Cegueira e matemática

Tem uma música do Alejandro Sanz que eu adorava e que se tornou insuportável pra mim depois que fiz pesquisa e convivi com pessoas que perderam totalmente a visão. É esta aqui, Siempre es de noche:

A história da música é de uma conversa que ele teria visto, o moça descreve para o rapaz o mundo que ele não vê. Quando ela se afasta, ele pergunta para o observador, o Alejandro, num tom apaixonado, se ela é bela. Acho que já disse isso aqui uma vez, que essa pergunta é bastante comum, pelo menos entre aqueles que um dia foram videntes: como ela é, qual é o rosto, que impressão passa? É curiosidade pura, porque para tocar em alguém é preciso intimidade.

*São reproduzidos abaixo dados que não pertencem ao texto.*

//! Public instance identification and metrics exposition.

use std::sync::Arc;

use axum::Json;
use axum::extract::State;
use axum::http::StatusCode;
use axum::response::{IntoResponse, Response};
use serde::Serialize;

use crate::AppState;
use crate::config::Configuration;

/// Structured configuration.
#[derive(Debug, Serialize)]
pub struct Status {
    name: String,
    url: String,
    version: String,
}

/// Public server status.
pub async fn status(State(config): State<Arc<Configuration>>) -> Json<Status> {
    Json(Status {
        name: config.name.clone(),
        url: config.url.clone(),
        version: config.version().to_owned(),
    })
}

/// Prometheus text exposition, 404 when no recorder is installed.
pub async fn metrics(State(state): State<AppState>) -> Response {
    match &state.metrics {
        Some(handle) => handle.render().into_response(),
        None => StatusCode::NOT_FOUND.into_response(),
    }
}
pub mod handler;

pub use handler::*;
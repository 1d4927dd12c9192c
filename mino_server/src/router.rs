use std::sync::Arc;

use axum::{
    Router,
    routing::{get, post},
};
use tower_http::trace::TraceLayer;

use crate::{
    info::handler::{info, set_webhook},
    state::ServerState,
    webhook::handler::webhook,
};

pub fn router(state: Arc<ServerState>) -> Router {
    Router::new()
        .route("/", get(info))
        .route("/set_webhook", get(set_webhook))
        .route("/{token}", post(webhook))
        .layer(TraceLayer::new_for_http())
        .with_state(state)
}
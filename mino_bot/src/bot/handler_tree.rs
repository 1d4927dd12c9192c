use std::ops::ControlFlow;

use anyhow::Result;
use mino_core::helpers::bot_commands::Command;
use teloxide::{
    Bot,
    dispatching::{DpHandlerDescription, HandlerExt, UpdateFilterExt},
    dptree::{self, Handler},
    types::{Me, Message, Update},
};

use crate::{
    bot::{answers::answers, handler::handle_unknown},
    callbacks::handle_callback_query,
    dependencies::BotDependencies,
};

/// The update routing shared by polling and webhook delivery. Endpoints
/// expect `Bot`, `Me` and `BotDependencies` in the dependency map.
pub fn handler_tree() -> Handler<'static, Result<()>, DpHandlerDescription> {
    dptree::entry()
        .branch(
            Update::filter_message()
                .branch(dptree::entry().filter_command::<Command>().endpoint(answers))
                .branch(
                    dptree::filter(|msg: Message| msg.chat.is_private() && msg.text().is_some())
                        .endpoint(handle_unknown),
                ),
        )
        .branch(Update::filter_callback_query().endpoint(handle_callback_query))
}

/// Runs a single update through [`handler_tree`]. Used when updates arrive
/// over the webhook instead of through the polling dispatcher.
pub async fn dispatch_update(
    handler: &Handler<'static, Result<()>, DpHandlerDescription>,
    bot: Bot,
    me: Me,
    update: Update,
    bot_deps: BotDependencies,
) {
    let update_id = update.id;
    match handler.dispatch(dptree::deps![bot, me, update, bot_deps]).await {
        ControlFlow::Break(Ok(())) => {}
        ControlFlow::Break(Err(e)) => log::error!("Update {} failed: {:#}", update_id.0, e),
        ControlFlow::Continue(_) => log::debug!("Update {} was not handled", update_id.0),
    }
}
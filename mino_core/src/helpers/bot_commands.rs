use teloxide::utils::command::BotCommands;

#[derive(BotCommands, Clone, Debug, PartialEq)]
#[command(
    rename_rule = "lowercase",
    description = "These commands are supported:"
)]
pub enum Command {
    #[command(description = "Show the welcome message and the main menu.")]
    Start,
    #[command(description = "Display this text.")]
    Help,
    #[command(description = "Browse players by rarity, position, club or country.")]
    Players,
    #[command(description = "Show a player's card, e.g. /player Messi")]
    Player(String),
    #[command(description = "Show the top earners for a period.")]
    Earnings,
    #[command(description = "Show a player's earnings chart, e.g. /chart Messi")]
    Chart(String),
}
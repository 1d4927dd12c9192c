use anyhow::Result;
use mino_core::helpers::bot_commands::Command;
use teloxide::{Bot, types::Message};

use super::handler::{
    handle_chart, handle_earnings, handle_help, handle_player, handle_players, handle_start,
};
use crate::dependencies::BotDependencies;
use crate::utils::report_failure;

pub async fn answers(
    bot: Bot,
    msg: Message,
    cmd: Command,
    bot_deps: BotDependencies,
) -> Result<()> {
    let chat_id = msg.chat.id;
    let context = format!("{:?}", cmd);

    let result = match cmd {
        Command::Start => handle_start(bot.clone(), msg, bot_deps).await,
        Command::Help => handle_help(bot.clone(), msg).await,
        Command::Players => handle_players(bot.clone(), msg, bot_deps).await,
        Command::Player(name) => handle_player(bot.clone(), msg, name, bot_deps).await,
        Command::Earnings => handle_earnings(bot.clone(), msg).await,
        Command::Chart(name) => handle_chart(bot.clone(), msg, name, bot_deps).await,
    };

    if let Err(e) = result {
        report_failure(&bot, chat_id, &context, e).await;
    }
    Ok(())
}
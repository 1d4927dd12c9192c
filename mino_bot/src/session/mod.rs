pub mod dto;
pub mod handler;

pub use handler::SessionStore;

Saber que a pergunta é comum retira todo romantismo que o Alejandro atribuiu… Mas o pior, pra mim, é o refrão: “o que eu não faria para contempla-la, ainda que fosse um só instante”.

Um exemplo, para depois voltar no Alejandro. Eu era muito CDF quando era criança, do tipo que já passava de ano no terceiro bimestre. Uma das poucas matérias que eu não ia tão bem era matemática. Aí quando entraram física e química no currículo, talvez porque naquela altura eu já estava em escola pública, meu desempenho caiu de uma maneira absurda. Eu senti como se de repente tivesse ficado retardada. Aquilo se tornou um tormento, eu tinha que colar e chutar o tempo todo, por mais que tentasse eu não conseguia entender. Nunca fui de decorar e aquelas fórmulas eram simplesmente impossíveis para mim, símbolos que não faziam sentido. Ao mesmo tempo, eu era apaixonada por trigonometria e logaritmos, gostava de fazer caminhos enormes só com o teorema de Pitágoras, resolvia logaritmos de cabeça enquanto andava até o colégio. Até hoje não sei o quanto eu teria me beneficiado por uma maneira diferente de ensinar matemáticas e afins ou eu estava destinada a ser pior do que os piores porque sou uma pessoa de humanas. Hoje uma das grandes invejas da minha vida é justamente esse tipo de raciocínio. Eu, que mal consigo fazer conta sem olhar para os dedos, se pudesse escolher teria uma mente matemática. Eu sei que para quem o possui o mundo é diferente, existe uma beleza subjacente, uma ordem. Quanto mais abstrato mais legal deve ser, meu deus, babo só de olhar aquelas fórmulas e imaginar o que se imagina para chegar até elas.

Existe um mundo cuja existência eu sei e não entendo, que é o mundo da matemática. Digo que tenho inveja mas, na verdade, é uma desejo bastante abstrato, porque como invejar algo que é tão longe de qualquer coisas que eu já vivi. Lembro que ele existe, penso que bom seria, mas estou bem aqui. Onde outra mente veria matemática, eu não vejo nada ou vejo outras coisas. É mais ou menos assim, acho, que um cego de nascença se sente com a pergunta se ele não sente falta de enxergar. Vários deles me disseram: NÃO, em si. Mais pelos outros, por saber que existe, por viver num mundo organizado assim. Ou seja, “o que eu não daria para contemplá-la blablablá” é coisa de vidente.

Imenso

No período em que estudei cegueira, acabei descobrindo que Imenso é um conceito puramente visual. Sem a visão, o Imenso é muito abstrato. Imenso não é grande, muito grande, não é apenas muito mais do que você pode tocar ou sentir. O imenso é o horizonte, as montanhas, a multidão num estádio lotado. O mar calmo, verde, com ondas; o céu azul de nuvens ou preto picotado de estrelas. O imenso tira o fôlego e nos sentimos pequenos, ele nos recoloca em nosso lugar. Não é à toa que as catedrais góticas eram altas, cada vez mais altas – a mais alta do mundo, de Ulm, tem 161,53 m de altura. Eles queriam esmagar mesmo, queriam ressaltar o quanto o homem é pequeno diante de Deus. Acho que Imenso é a experiência mais próxima e acessível do Divino que nós temos.

Pensei nessas coisas enquanto observava o céu estrelado desta noite, um dos mais belos que já vi nessa cidade. Poucas coisas resistem e continuam importantes sob o brilho das estrelas.